### ACTIVITY:
The response must consist of all the records, retyped exactly.

[Stored data entries]
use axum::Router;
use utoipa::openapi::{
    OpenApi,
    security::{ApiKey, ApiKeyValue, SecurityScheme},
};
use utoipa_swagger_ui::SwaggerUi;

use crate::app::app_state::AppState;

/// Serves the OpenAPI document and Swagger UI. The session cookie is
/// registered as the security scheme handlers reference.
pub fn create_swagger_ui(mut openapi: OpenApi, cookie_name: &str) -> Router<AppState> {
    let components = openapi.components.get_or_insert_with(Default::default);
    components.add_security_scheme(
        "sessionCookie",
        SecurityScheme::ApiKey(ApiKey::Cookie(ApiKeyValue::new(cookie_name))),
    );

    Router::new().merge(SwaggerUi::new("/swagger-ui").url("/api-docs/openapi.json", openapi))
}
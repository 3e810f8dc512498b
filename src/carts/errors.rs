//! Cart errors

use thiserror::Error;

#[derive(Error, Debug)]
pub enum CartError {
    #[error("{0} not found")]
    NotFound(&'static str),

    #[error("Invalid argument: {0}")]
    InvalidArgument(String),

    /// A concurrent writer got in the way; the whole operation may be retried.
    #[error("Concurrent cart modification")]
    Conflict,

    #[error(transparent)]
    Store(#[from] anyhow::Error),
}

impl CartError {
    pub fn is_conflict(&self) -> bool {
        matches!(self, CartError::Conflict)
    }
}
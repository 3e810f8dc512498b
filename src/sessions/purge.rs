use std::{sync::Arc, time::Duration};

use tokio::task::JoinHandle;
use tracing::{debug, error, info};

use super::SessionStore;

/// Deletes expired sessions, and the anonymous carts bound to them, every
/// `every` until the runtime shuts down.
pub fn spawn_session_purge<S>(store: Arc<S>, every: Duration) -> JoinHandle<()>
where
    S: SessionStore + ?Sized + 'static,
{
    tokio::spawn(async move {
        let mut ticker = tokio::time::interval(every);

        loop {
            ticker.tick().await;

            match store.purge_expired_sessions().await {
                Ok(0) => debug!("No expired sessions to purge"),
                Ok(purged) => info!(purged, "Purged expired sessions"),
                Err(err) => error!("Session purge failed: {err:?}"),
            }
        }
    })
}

### ANSWER SECTION:
use axum::Router;
use utoipa::openapi::{
    OpenApi,
    security::{ApiKey, ApiKeyValue, SecurityScheme},
};
use utoipa_swagger_ui::SwaggerUi;

use crate::app::app_state::AppState;

/// Serves the OpenAPI document and Swagger UI. The session cookie is
/// registered as the security scheme handlers reference.
pub fn create_swagger_ui(mut openapi: OpenApi, cookie_name: &str) -> Router<AppState> {
    let components = openapi.components.get_or_insert_with(Default::default);
    components.add_security_scheme(
        "sessionCookie",
        SecurityScheme::ApiKey(ApiKey::Cookie(ApiKeyValue::new(cookie_name))),
    );

    Router::new().merge(SwaggerUi::new("/swagger-ui").url("/api-docs/openapi.json", openapi))
}
repository 3e810f8dc512498b
filename src/carts/errors.rs
//! Cart errors

use thiserror::Error;

#[derive(Error, Debug)]
pub enum CartError {
    #[error("{0} not found")]
    NotFound(&'static str),

    #[error("Invalid argument: {0}")]
    InvalidArgument(String),

    /// A concurrent writer got in the way; the whole operation may be retried.
    #[error("Concurrent cart modification")]
    Conflict,

    #[error(transparent)]
    Store(#[from] anyhow::Error),
}

impl CartError {
    pub fn is_conflict(&self) -> bool {
        matches!(self, CartError::Conflict)
    }
}
repository 3e810f8dc512498b
filename src/sessions/purge.rs
use std::{sync::Arc, time::Duration};

use tokio::task::JoinHandle;
use tracing::{debug, error, info};

use super::SessionStore;

/// Deletes expired sessions, and the anonymous carts bound to them, every
/// `every` until the runtime shuts down.
pub fn spawn_session_purge<S>(store: Arc<S>, every: Duration) -> JoinHandle<()>
where
    S: SessionStore + ?Sized + 'static,
{
    tokio::spawn(async move {
        let mut ticker = tokio::time::interval(every);

        loop {
            ticker.tick().await;

            match store.purge_expired_sessions().await {
                Ok(0) => debug!("No expired sessions to purge"),
                Ok(purged) => info!(purged, "Purged expired sessions"),
                Err(err) => error!("Session purge failed: {err:?}"),
            }
        }
    })
}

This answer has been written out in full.